By convention, the Krake API distinguishes between desired state of a resource – a nested field called spec – and its real world state – a nested field called status.

Every resource representing a real world object managed by Krake SHOULD have a field called spec. If the state of the represented object cannot change, the resource MAY have a spec field only which MAY be renamed to a more appropriate name.

etcd

Internally, the Krake API uses etcd – a distributed and reliable key-value store – as persistence layer. But this is considered an implementation detail and no etcd-specific mechanisms are exposed via the REST API. This means that the underlying database could be potentially replaced in the future if the requirements of the project change. The “killer” feature of etcd is the watching of keys and prefixes for changes.

Note

The distributed nature of etcd and its built-in support for observing changes for specific keys were the main motivation why Krake switched from a SQL-based persistence layer to etcd.

Control Plane

The API does not implement control logic.

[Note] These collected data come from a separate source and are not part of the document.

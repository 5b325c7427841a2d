//! Locating the loader library and its bootstrap function.

use std::ffi::CStr;

use ash::vk;
use vkli_sys::{library::ENTRYPOINT_NAME, Error, Library, Result};

/// The `vkGetInstanceProcAddr` function of a Vulkan loader.
///
/// Every other entry point is resolved through it. The library it came from
/// stays mapped for the rest of the process.
#[derive(Clone, Copy)]
pub struct Entrypoint {
    get_instance_proc_addr: vk::PFN_vkGetInstanceProcAddr,
}

impl std::fmt::Debug for Entrypoint {
    fn fmt(&self, f: &mut std::fmt::Formatter<'_>) -> std::fmt::Result {
        f.debug_struct("Entrypoint")
            .field(
                "get_instance_proc_addr",
                &(self.get_instance_proc_addr as *const ()),
            )
            .finish()
    }
}

impl Entrypoint {
    /// Loads the platform's Vulkan loader ([`vkli_sys::LIBRARY_NAME`]).
    pub fn load() -> Result<Self> {
        Self::load_from(vkli_sys::LIBRARY_NAME)
    }

    /// Loads the bootstrap function from the library `library_name`.
    ///
    /// Fails with [`Error::DriverNotFound`] if the library can't be opened
    /// and with [`Error::EntrypointMissing`] if it doesn't export
    /// `vkGetInstanceProcAddr`.
    pub fn load_from(library_name: &str) -> Result<Self> {
        let library = Library::open(library_name).map_err(|e| {
            log::debug!("Opening {library_name} failed: {e}");
            Error::DriverNotFound(library_name.to_owned())
        })?;

        let get_instance_proc_addr = library.get_instance_proc_addr().map_err(|e| {
            log::debug!("{library_name} has no {ENTRYPOINT_NAME:?}: {e}");
            Error::EntrypointMissing
        })?;
        log::debug!("Loaded {ENTRYPOINT_NAME:?} from {library_name}.");

        Ok(Self::from_raw(get_instance_proc_addr))
    }

    /// Wraps a `vkGetInstanceProcAddr` obtained by other means, for example
    /// from a loader the application linked against itself.
    pub fn from_raw(get_instance_proc_addr: vk::PFN_vkGetInstanceProcAddr) -> Self {
        Self {
            get_instance_proc_addr,
        }
    }

    /// Returns the raw bootstrap function.
    pub fn raw(&self) -> vk::PFN_vkGetInstanceProcAddr {
        self.get_instance_proc_addr
    }

    /// Resolves `name` for `instance` (or globally, for a null instance).
    ///
    /// # Safety
    ///
    /// `instance` must be null or a live instance created through this
    /// entry point.
    pub unsafe fn get_proc_addr(&self, instance: vk::Instance, name: &CStr) -> vk::PFN_vkVoidFunction {
        (self.get_instance_proc_addr)(instance, name.as_ptr())
    }
}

The task of reconciling between desired state and real world state is done by so-called controllers. Controllers are independent services watching API resources and reacting on changes. The set of all controllers forms the Control Plane of Krake.

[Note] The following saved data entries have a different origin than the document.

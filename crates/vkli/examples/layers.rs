// Lists the layers and instance extensions of the installed Vulkan loader.
// Run with RUST_LOG=info to see the loader's own summary as well.

fn main() {
    env_logger::init();

    let Some(vulkan) = vkli::init_vulkan() else {
        eprintln!("No usable Vulkan loader was found.");
        std::process::exit(1);
    };
    vulkan.catalog().log_summary();

    match vulkan.instance_version() {
        Ok(version) => println!(
            "Instance version {}.{}.{}",
            vkli::vk::api_version_major(version),
            vkli::vk::api_version_minor(version),
            vkli::vk::api_version_patch(version)
        ),
        Err(e) => eprintln!("Failed to query the instance version: {e}"),
    }

    println!("\nLayers:");
    for layer in vulkan.catalog().layers() {
        println!("  - {} ({})", layer.name, layer.description);
    }
    println!("\nInstance extensions:");
    for extension in vulkan.catalog().extensions() {
        println!("  - {} (rev. {})", extension.name, extension.spec_version);
    }
}
//! Greedy negotiation of optional capabilities from ordered wish-lists.

use std::ffi::CString;

use vkli_sys::Result;

/// An ordered list of alternative capability names. Earlier names are
/// preferred; at most one name of a list is ever accepted.
#[derive(Debug, Clone, Default, PartialEq, Eq, Hash)]
pub struct PriorityList(Vec<String>);

impl PriorityList {
    /// Creates a list from candidates, most preferred first.
    pub fn new<I, S>(candidates: I) -> Self
    where
        I: IntoIterator<Item = S>,
        S: Into<String>,
    {
        Self(candidates.into_iter().map(Into::into).collect())
    }

    /// A list with a single candidate.
    pub fn single(name: impl Into<String>) -> Self {
        Self(vec![name.into()])
    }

    /// The candidates, most preferred first.
    pub fn candidates(&self) -> &[String] {
        &self.0
    }

    /// Returns `true` if the list has no candidates.
    pub fn is_empty(&self) -> bool {
        self.0.is_empty()
    }

    /// Returns the first candidate for which `available` holds.
    pub fn pick(&self, available: impl Fn(&str) -> bool) -> Option<&str> {
        self.0
            .iter()
            .map(String::as_str)
            .find(|candidate| available(candidate))
    }
}

impl<S: Into<String>> FromIterator<S> for PriorityList {
    fn from_iter<T: IntoIterator<Item = S>>(iter: T) -> Self {
        Self::new(iter)
    }
}

impl From<&[&str]> for PriorityList {
    fn from(value: &[&str]) -> Self {
        Self::new(value.iter().copied())
    }
}

impl<const N: usize> From<[&str; N]> for PriorityList {
    fn from(value: [&str; N]) -> Self {
        Self::new(value)
    }
}

/// The names accepted by [`negotiate`], in list order.
#[derive(Debug, Clone, Default, PartialEq, Eq)]
pub struct NegotiatedSet(Vec<String>);

impl NegotiatedSet {
    /// The accepted names.
    pub fn names(&self) -> &[String] {
        &self.0
    }

    /// Returns `true` if `name` was accepted.
    pub fn contains(&self, name: &str) -> bool {
        self.0.iter().any(|accepted| accepted == name)
    }

    /// The number of accepted names.
    pub fn len(&self) -> usize {
        self.0.len()
    }

    /// Returns `true` if nothing was accepted.
    pub fn is_empty(&self) -> bool {
        self.0.is_empty()
    }

    /// Removes repeated names, keeping the first occurrence.
    pub fn dedup(&mut self) {
        let mut seen = std::collections::HashSet::new();
        self.0.retain(|name| seen.insert(name.clone()));
    }

    /// Returns the accepted names as a list of [`std::ffi::CString`].
    pub fn as_c_strings(&self) -> Result<Vec<CString>> {
        self.0
            .iter()
            .cloned()
            .map(CString::new)
            .collect::<Result<_, _>>()
            .map_err(|_| "Couldn't convert the negotiated names to CStrings.".into())
    }

    /// Consumes the set, returning the names.
    pub fn into_vec(self) -> Vec<String> {
        self.0
    }
}

impl<'a> IntoIterator for &'a NegotiatedSet {
    type Item = &'a String;
    type IntoIter = std::slice::Iter<'a, String>;

    fn into_iter(self) -> Self::IntoIter {
        self.0.iter()
    }
}

/// Accepts, for every list independently, its first candidate for which
/// `available` holds. Lists without an available candidate contribute
/// nothing; the same name accepted through two lists appears twice.
pub fn negotiate<'a, I>(lists: I, available: impl Fn(&str) -> bool) -> NegotiatedSet
where
    I: IntoIterator<Item = &'a PriorityList>,
{
    let mut accepted = Vec::new();
    for list in lists {
        match list.pick(&available) {
            Some(name) => accepted.push(name.to_owned()),
            None if list.is_empty() => {}
            None => log::debug!("None of {:?} is available.", list.candidates()),
        }
    }
    NegotiatedSet(accepted)
}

Controllers communicate with the API server: the desired state is fetched from the API and status updates are pushed to the API. In theory, controllers can be programmed with any technology (programming language) capable of communicating with a REST HTTP interface.

Note

The first system architecture of Krake was event-based using message queuing (RabbitMQ). The main issue with event-driven systems is that the they get out-of-sync if a message gets lost. Hence, a lot of effort is involved to make sure that no message loss occurs.

On the other hand, level-based logic operates given a desired state and the current observed state. The functionality is resilient against loss of intermediate state updates. Hence, a component can recover easily from crashes and outages, which makes the overall system more robust. This was the motivation for moving from an event-based system with message queuing to a level-based system with reconciliation.

Authentication and Authorization

Access to the API is provided through a two-phased process.

Authentication
Each request to the Krake API is authenticated. Authentication verifies the identity of the user. There are multiple authentication providers and the API can be extended by further authentication mechanisms. If no identity is provided, the request is considered to be anonymous. For internal communication between controllers and API, TLS certificates SHOULD be used.
Authorization

After the identity of a user is verified, it needs to be decided if the user has permission to access a resource.

Krake implements a simple but powerful role-based access control (RBAC) model. The core API provides Role resources describing access to specific operations on specific resources potentially in specific namespaces. A user is assigned to a role by another core resource called RoleBinding.

Roles in Krake are permissive only. There is no way to deny access to a resource through a role. At least one role a user is bound to needs to allow access to the requested resource and operation. Otherwise access is denied.